Since I'm not privileged enough to ever gamble for a good therapist and eloquent enough to layout all my individual factors to make do with any of that; I'll just do them myself than trust the whole thing to anyone...



My sped teacher tried.
Mind that she knew me for more than a decade and should've known better.

Failed spectacularly because her goal is normalization (me becoming more NT) by forcing me to see everything and react like an NT (by getting over it quickly or coping with all of it in ways NTs do like 'agreeing' without contexts or terms that I understand; nothing in between and none of the nuisances of emotional processing), and my goal is just to get rid of this stupid subconscious emotional hung up. :roll:



I don't know.
Talking my feelings out just doesn't work with me at all.
Partially because I am looking for solutions, directions and explanations than whatever constitutes as 'have someone be there for me'. :roll:

The latter is at best, it's a temporary cope. It can be validation, it can be whatever justification that I already can tell myself.
It creates false trust, false growth in me with just more attachment to the other party.

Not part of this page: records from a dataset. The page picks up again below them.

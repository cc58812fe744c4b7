//! # Mach Exception-Port Trap
//!
//! The macOS incarnation of the process-wide fault interceptor: a receive
//! right registered as the task's exception port for the fault-class
//! exceptions, drained by a dedicated listener thread that blocks in
//! `mach_msg` for its entire enabled lifetime.
//!
//! Installation saves the previously registered (mask, port, behavior,
//! flavor) triples and restores them verbatim at removal. Shutdown is
//! cooperative: a private cancel message wakes the listener out of
//! `mach_msg`, the trap waits a bounded time for it to acknowledge, then
//! joins it. The thread is never force-killed.
//!
//! Faults belonging to another task (possible when a child inherits the
//! exception port) are forwarded to the saved ports rather than handled
//! here.

use std::mem::{self, MaybeUninit};
use std::sync::atomic::{AtomicBool, Ordering};
use std::sync::Arc;
use std::thread::JoinHandle;
use std::time::{Duration, Instant};

use libc::{c_int, mach_port_t, thread_act_t};
use mach2::exc::{__Reply__exception_raise_t, __Request__exception_raise_t};
use mach2::exception_types::{
    exception_mask_t, EXCEPTION_DEFAULT, EXC_BAD_ACCESS, EXC_MASK_ARITHMETIC, EXC_MASK_BAD_ACCESS,
    EXC_MASK_BAD_INSTRUCTION, EXC_MASK_CRASH,
};
use mach2::kern_return::{KERN_FAILURE, KERN_SUCCESS};
use mach2::mach_port::{mach_port_allocate, mach_port_insert_right};
use mach2::message::{
    mach_msg, mach_msg_header_t, mach_msg_size_t, MACH_MSGH_BITS, MACH_MSG_SUCCESS, MACH_MSG_TIMEOUT_NONE,
    MACH_MSG_TYPE_COPY_SEND, MACH_MSG_TYPE_MAKE_SEND, MACH_MSG_TYPE_MOVE_SEND_ONCE, MACH_RCV_INVALID_NAME,
    MACH_RCV_LARGE, MACH_RCV_MSG, MACH_RCV_PORT_DIED, MACH_SEND_MSG,
};
use mach2::ndr::NDR_record;
use mach2::port::{MACH_PORT_NULL, MACH_PORT_RIGHT_RECEIVE};
use mach2::traps::mach_task_self;
use tracing::{debug, error, warn};

use crate::error::{FaultlineError, FaultlineResult};
use crate::handler;
use crate::platform::macos::{constants, ffi};
use crate::platform::{FaultDisposition, FaultPayload, RawFault};
use crate::types::{Address, FaultDetail, ThreadHandle, ThreadSysId};

/// Exceptions the trap claims: the fault classes plus `EXC_CRASH` so abort
/// paths are reported too. Breakpoints stay with the debugger.
fn trap_mask() -> exception_mask_t
{
    EXC_MASK_BAD_ACCESS | EXC_MASK_BAD_INSTRUCTION | EXC_MASK_ARITHMETIC | EXC_MASK_CRASH
}

/// Previously registered exception-port triples, restored at removal and
/// used as the forwarding chain for declined faults.
#[derive(Clone, Copy)]
pub(crate) struct SavedExceptionPorts
{
    count: usize,
    masks: [exception_mask_t; constants::SAVED_PORT_CAPACITY],
    ports: [mach_port_t; constants::SAVED_PORT_CAPACITY],
    behaviors: [c_int; constants::SAVED_PORT_CAPACITY],
    flavors: [c_int; constants::SAVED_PORT_CAPACITY],
}

impl SavedExceptionPorts
{
    fn empty() -> Self
    {
        Self {
            count: 0,
            masks: [0; constants::SAVED_PORT_CAPACITY],
            ports: [MACH_PORT_NULL; constants::SAVED_PORT_CAPACITY],
            behaviors: [0; constants::SAVED_PORT_CAPACITY],
            flavors: [0; constants::SAVED_PORT_CAPACITY],
        }
    }
}

/// Installed-trap bookkeeping, owned by the enabled `ExceptionHandler`.
pub(crate) struct TrapState
{
    exception_port: mach_port_t,
    saved: SavedExceptionPorts,
    listener: Option<JoinHandle<()>>,
    should_continue: Arc<AtomicBool>,
    executing: Arc<AtomicBool>,
}

/// Allocate the exception port, save the previous registrations, register
/// ourselves, and start the listener thread.
pub(crate) fn install_trap() -> FaultlineResult<TrapState>
{
    unsafe {
        let task = mach_task_self();
        let mask = trap_mask();

        let mut port: mach_port_t = MACH_PORT_NULL;
        let kr = mach_port_allocate(task, MACH_PORT_RIGHT_RECEIVE, &mut port);
        if kr != KERN_SUCCESS {
            return Err(FaultlineError::TrapInstallFailed(format!(
                "mach_port_allocate failed: {kr}"
            )));
        }

        let kr = mach_port_insert_right(task, port, port, MACH_MSG_TYPE_MAKE_SEND);
        if kr != KERN_SUCCESS {
            let _ = ffi::mach_port_deallocate(task, port);
            return Err(FaultlineError::TrapInstallFailed(format!(
                "mach_port_insert_right failed: {kr}"
            )));
        }

        let mut saved = SavedExceptionPorts::empty();
        let mut count: libc::mach_msg_type_number_t = constants::SAVED_PORT_CAPACITY as libc::mach_msg_type_number_t;
        let kr = ffi::task_get_exception_ports(
            task,
            mask,
            saved.masks.as_mut_ptr(),
            &mut count,
            saved.ports.as_mut_ptr(),
            saved.behaviors.as_mut_ptr(),
            saved.flavors.as_mut_ptr(),
        );
        if kr != KERN_SUCCESS {
            let _ = ffi::mach_port_deallocate(task, port);
            return Err(FaultlineError::TrapInstallFailed(format!(
                "task_get_exception_ports failed: {kr}"
            )));
        }
        saved.count = count as usize;

        let kr = ffi::task_set_exception_ports(task, mask, port, EXCEPTION_DEFAULT as c_int, constants::THREAD_STATE_NONE);
        if kr != KERN_SUCCESS {
            let _ = ffi::mach_port_deallocate(task, port);
            return Err(FaultlineError::TrapInstallFailed(format!(
                "task_set_exception_ports failed: {kr}"
            )));
        }

        let should_continue = Arc::new(AtomicBool::new(true));
        let executing = Arc::new(AtomicBool::new(false));

        let listener = {
            let should_continue = Arc::clone(&should_continue);
            let executing = Arc::clone(&executing);
            let saved = saved;
            std::thread::Builder::new()
                .name("faultline-exception-listener".into())
                .spawn(move || listener_loop(port, saved, &should_continue, &executing))
                .map_err(|err| {
                    restore_saved_ports(&saved);
                    let _ = ffi::mach_port_deallocate(task, port);
                    FaultlineError::TrapInstallFailed(format!("listener thread spawn failed: {err}"))
                })?
        };

        debug!("mach exception trap installed on port {port}");

        Ok(TrapState {
            exception_port: port,
            saved,
            listener: Some(listener),
            should_continue,
            executing,
        })
    }
}

/// Cooperatively stop the listener, restore the saved exception ports, and
/// release the receive right.
pub(crate) fn remove_trap(state: &mut TrapState) -> FaultlineResult<()>
{
    state.should_continue.store(false, Ordering::SeqCst);

    if state.listener.is_some() {
        send_cancel_message(state.exception_port);

        // Bounded wait for the listener to acknowledge before joining, so a
        // wedged listener cannot hang process shutdown indefinitely.
        let deadline = Instant::now() + Duration::from_millis(constants::LISTENER_SHUTDOWN_TIMEOUT_MS);
        while state.executing.load(Ordering::SeqCst) && Instant::now() < deadline {
            std::thread::sleep(Duration::from_millis(10));
        }

        if state.executing.load(Ordering::SeqCst) {
            warn!("exception listener did not acknowledge shutdown within the timeout");
        }

        if let Some(handle) = state.listener.take() {
            let _ = handle.join();
        }
    }

    restore_saved_ports(&state.saved);

    unsafe {
        let _ = ffi::mach_port_deallocate(mach_task_self(), state.exception_port);
    }
    state.exception_port = MACH_PORT_NULL;

    debug!("mach exception trap removed");
    Ok(())
}

fn restore_saved_ports(saved: &SavedExceptionPorts)
{
    unsafe {
        let task = mach_task_self();
        for i in 0..saved.count {
            let kr = ffi::task_set_exception_ports(task, saved.masks[i], saved.ports[i], saved.behaviors[i], saved.flavors[i]);
            if kr != KERN_SUCCESS {
                error!("failed to restore exception port {i}: {kr}");
            }
        }
    }
}

/// Wake the listener out of `mach_msg` with the private cancel message.
fn send_cancel_message(port: mach_port_t)
{
    let mut header = mach_msg_header_t {
        msgh_bits: MACH_MSGH_BITS(MACH_MSG_TYPE_MAKE_SEND, 0),
        msgh_size: mem::size_of::<mach_msg_header_t>() as mach_msg_size_t,
        msgh_remote_port: port,
        msgh_local_port: MACH_PORT_NULL,
        msgh_voucher_port: MACH_PORT_NULL,
        msgh_id: constants::CANCEL_MESSAGE_ID,
    };

    let kr = unsafe {
        mach_msg(
            &mut header,
            MACH_SEND_MSG,
            header.msgh_size,
            0,
            MACH_PORT_NULL,
            MACH_MSG_TIMEOUT_NONE,
            MACH_PORT_NULL,
        )
    };
    if kr != MACH_MSG_SUCCESS {
        warn!("failed to send listener cancel message: {kr}");
    }
}

/// The listener thread: block on the exception port, dispatch each caught
/// fault, reply so the kernel can resume (or escalate) the thread.
fn listener_loop(port: mach_port_t, saved: SavedExceptionPorts, should_continue: &AtomicBool, executing: &AtomicBool)
{
    executing.store(true, Ordering::SeqCst);

    while should_continue.load(Ordering::SeqCst) {
        let mut request = MaybeUninit::<__Request__exception_raise_t>::uninit();
        let recv_size = mem::size_of::<__Request__exception_raise_t>() as mach_msg_size_t;

        let kr = unsafe {
            mach_msg(
                request.as_mut_ptr() as *mut mach_msg_header_t,
                MACH_RCV_MSG | MACH_RCV_LARGE,
                0,
                recv_size,
                port,
                MACH_MSG_TIMEOUT_NONE,
                MACH_PORT_NULL,
            )
        };

        if kr != MACH_MSG_SUCCESS {
            if kr == MACH_RCV_PORT_DIED || kr == MACH_RCV_INVALID_NAME {
                debug!("exception port closed, exiting listener");
                break;
            }
            continue;
        }

        let message = unsafe { request.assume_init() };

        if message.Head.msgh_id == constants::CANCEL_MESSAGE_ID {
            if !should_continue.load(Ordering::SeqCst) {
                break;
            }
            continue;
        }

        let ret_code = handle_exception_message(&message, &saved);

        if let Err(err) = send_exception_reply(&message, ret_code) {
            error!("failed to send mach exception reply: {err}");
            break;
        }
    }

    executing.store(false, Ordering::SeqCst);
}

/// Process one `exception_raise` message and produce the reply code.
fn handle_exception_message(message: &__Request__exception_raise_t, saved: &SavedExceptionPorts) -> libc::kern_return_t
{
    let thread_port = message.thread.name as thread_act_t;
    let task_port = message.task.name;
    let exception = message.exception;
    let codes = [i64::from(message.code[0]), i64::from(message.code[1])];
    let code_count = message.codeCnt as usize;

    // A fault raised in another task's context belongs to its real owner.
    if task_port != unsafe { mach_task_self() } {
        return forward_exception(message, saved);
    }

    // The kernel keeps the faulting thread suspended while we process, so
    // its registers can be read without an extra suspension.
    let context = super::thread_state_for_port(thread_port).unwrap_or(crate::types::CpuContext::Unavailable);
    let instruction = context.instruction_pointer().unwrap_or(Address::ZERO);
    let memory = if exception as u32 == EXC_BAD_ACCESS && code_count > 1 {
        Address::new(codes[1] as u64)
    } else {
        instruction
    };

    let raw = RawFault {
        detail: FaultDetail::Mach {
            exception: exception as i32,
            codes,
            code_count: code_count.min(2),
        },
        context,
        thread_handle: ThreadHandle::new(unsafe { ffi::pthread_from_mach_thread_np(thread_port) } as u64),
        thread_sys_id: ThreadSysId::new(thread_port as u64),
        instruction,
        memory,
        payload: FaultPayload::None,
    };

    match handler::dispatch_fault(&raw) {
        FaultDisposition::Resume => KERN_SUCCESS,
        FaultDisposition::Forward => forward_exception(message, saved),
    }
}

/// Re-raise a declined exception at the previously registered port.
///
/// Only default-behavior handlers are re-raised; state-carrying behaviors
/// would need full MIG marshalling, so they fall through to the host-level
/// handler via the failure reply instead.
fn forward_exception(message: &__Request__exception_raise_t, saved: &SavedExceptionPorts) -> libc::kern_return_t
{
    let exception_bit: exception_mask_t = 1 << message.exception;

    let slot = (0..saved.count).find(|i| saved.masks[*i] & exception_bit != 0 && saved.ports[*i] != MACH_PORT_NULL);
    let Some(slot) = slot else {
        return KERN_FAILURE;
    };

    if saved.behaviors[slot] != EXCEPTION_DEFAULT as c_int {
        return KERN_FAILURE;
    }

    let mut forward = *message;
    forward.Head.msgh_bits = MACH_MSGH_BITS(MACH_MSG_TYPE_COPY_SEND, 0) | forward.Head.msgh_bits & 0x8000_0000;
    forward.Head.msgh_remote_port = saved.ports[slot];
    forward.Head.msgh_local_port = MACH_PORT_NULL;

    let kr = unsafe {
        mach_msg(
            &mut forward.Head,
            MACH_SEND_MSG,
            forward.Head.msgh_size,
            0,
            MACH_PORT_NULL,
            MACH_MSG_TIMEOUT_NONE,
            MACH_PORT_NULL,
        )
    };

    if kr == MACH_MSG_SUCCESS {
        KERN_SUCCESS
    } else {
        KERN_FAILURE
    }
}

/// Send the `exception_raise` reply the kernel is waiting on.
fn send_exception_reply(request: &__Request__exception_raise_t, ret_code: libc::kern_return_t) -> Result<(), i32>
{
    let mut reply = __Reply__exception_raise_t {
        Head: mach_msg_header_t {
            msgh_bits: MACH_MSGH_BITS(MACH_MSG_TYPE_MOVE_SEND_ONCE, 0),
            msgh_size: mem::size_of::<__Reply__exception_raise_t>() as mach_msg_size_t,
            msgh_remote_port: request.Head.msgh_remote_port,
            msgh_local_port: MACH_PORT_NULL,
            msgh_voucher_port: MACH_PORT_NULL,
            msgh_id: request.Head.msgh_id + 100,
        },
        NDR: unsafe { NDR_record },
        RetCode: ret_code,
    };

    let kr = unsafe {
        mach_msg(
            &mut reply.Head,
            MACH_SEND_MSG,
            reply.Head.msgh_size,
            0,
            MACH_PORT_NULL,
            MACH_MSG_TIMEOUT_NONE,
            MACH_PORT_NULL,
        )
    };

    if kr != MACH_MSG_SUCCESS {
        return Err(kr);
    }

    Ok(())
}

At worst, might as well betray myself and worsen everything.
Ranging from the guilt of 'neediness' to just outright shame or even ruin a relationship.

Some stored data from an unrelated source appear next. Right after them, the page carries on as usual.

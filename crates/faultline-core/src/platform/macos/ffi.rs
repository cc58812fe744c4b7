//! # macOS FFI Declarations
//!
//! `extern "C"` declarations for the Mach, pthread, dyld, and libproc
//! functions this crate needs that are not provided by the `mach2` crate.
//! Everything here is wrapped in safe abstractions elsewhere; keeping the
//! raw declarations in one place makes them easy to audit.

use libc::{c_char, c_int, c_void, kern_return_t, mach_msg_type_number_t, mach_port_t, natural_t, thread_act_t};

/// First eight bytes of a 64-bit Mach-O image header; enough to find the
/// load commands that follow it.
#[repr(C)]
pub struct MachHeader64
{
    pub magic: u32,
    pub cputype: i32,
    pub cpusubtype: i32,
    pub filetype: u32,
    pub ncmds: u32,
    pub sizeofcmds: u32,
    pub flags: u32,
    pub reserved: u32,
}

/// Generic load command prefix.
#[repr(C)]
pub struct LoadCommand
{
    pub cmd: u32,
    pub cmdsize: u32,
}

/// 64-bit segment load command (`LC_SEGMENT_64`).
#[repr(C)]
pub struct SegmentCommand64
{
    pub cmd: u32,
    pub cmdsize: u32,
    pub segname: [u8; 16],
    pub vmaddr: u64,
    pub vmsize: u64,
    pub fileoff: u64,
    pub filesize: u64,
    pub maxprot: i32,
    pub initprot: i32,
    pub nsects: u32,
    pub flags: u32,
}

/// `LC_SEGMENT_64` command id.
pub const LC_SEGMENT_64: u32 = 0x19;

extern "C" {
    /// Suspend a single thread within the current task.
    pub fn thread_suspend(target_act: thread_act_t) -> kern_return_t;

    /// Resume a previously suspended thread.
    pub fn thread_resume(target_act: thread_act_t) -> kern_return_t;

    /// Read a thread's register state for the given flavor.
    pub fn thread_get_state(
        target_act: thread_act_t,
        flavor: c_int,
        new_state: *mut natural_t,
        count: *mut mach_msg_type_number_t,
    ) -> kern_return_t;

    /// Read scheduling/run-state info for a thread.
    pub fn thread_info(
        target_act: thread_act_t,
        flavor: c_int,
        thread_info_out: *mut natural_t,
        count: *mut mach_msg_type_number_t,
    ) -> kern_return_t;

    /// Release a port right obtained from `task_threads()` and friends.
    pub fn mach_port_deallocate(task: mach_port_t, name: mach_port_t) -> kern_return_t;

    /// Free memory vended by the kernel (e.g. the `task_threads()` array).
    pub fn vm_deallocate(task: mach_port_t, address: libc::vm_address_t, size: libc::vm_size_t) -> kern_return_t;

    /// Save the task's current exception ports for a mask.
    pub fn task_get_exception_ports(
        task: mach_port_t,
        exception_mask: u32,
        masks: *mut u32,
        count: *mut mach_msg_type_number_t,
        old_handlers: *mut mach_port_t,
        old_behaviors: *mut c_int,
        old_flavors: *mut c_int,
    ) -> kern_return_t;

    /// Route the task's exceptions for a mask to the given port.
    pub fn task_set_exception_ports(
        task: mach_port_t,
        exception_mask: u32,
        new_port: mach_port_t,
        behavior: c_int,
        new_flavor: c_int,
    ) -> kern_return_t;

    /// Map a Mach thread port to its pthread handle.
    pub fn pthread_from_mach_thread_np(thread: thread_act_t) -> libc::pthread_t;

    /// Map a pthread handle to its Mach thread port.
    pub fn pthread_mach_thread_np(thread: libc::pthread_t) -> thread_act_t;

    /// Highest address of a pthread's stack (stacks grow downward).
    pub fn pthread_get_stackaddr_np(thread: libc::pthread_t) -> *mut c_void;

    /// Size of a pthread's stack in bytes.
    pub fn pthread_get_stacksize_np(thread: libc::pthread_t) -> libc::size_t;

    /// Read a pthread's name.
    pub fn pthread_getname_np(thread: libc::pthread_t, name: *mut c_char, len: libc::size_t) -> c_int;

    /// List pids for all processes on the system.
    pub fn proc_listpids(proc_type: u32, typeinfo: u32, buffer: *mut c_void, buffersize: c_int) -> c_int;

    /// Filesystem path of a process image.
    pub fn proc_pidpath(pid: c_int, buffer: *mut c_void, buffersize: u32) -> c_int;

    /// Number of images currently mapped by dyld.
    pub fn _dyld_image_count() -> u32;

    /// Mach-O header of the image at `index`.
    pub fn _dyld_get_image_header(index: u32) -> *const MachHeader64;

    /// File path of the image at `index`.
    pub fn _dyld_get_image_name(index: u32) -> *const c_char;

    /// ASLR slide applied to the image at `index`.
    pub fn _dyld_get_image_vmaddr_slide(index: u32) -> isize;
}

Yet never an actual emotional processing let alone any semblance of healing. At all.

I have better luck with meditation and connecting deeper with my subconscious aspects.

My standards of an ideal therapist would be at least just like my newly found conscience; nonjudgmental, wise, can actually tell me right from wrong, tells me to be brave and be better, grieve without shame, guides me into processing feelings, when I stand my ground and when to surrender, sees but does not fight nor validate my ego, and no stupid condescending shite and comparisons with NTs.

Except that's virtually not possible. :lol:
My newfound conscience is in my head, and no one else is.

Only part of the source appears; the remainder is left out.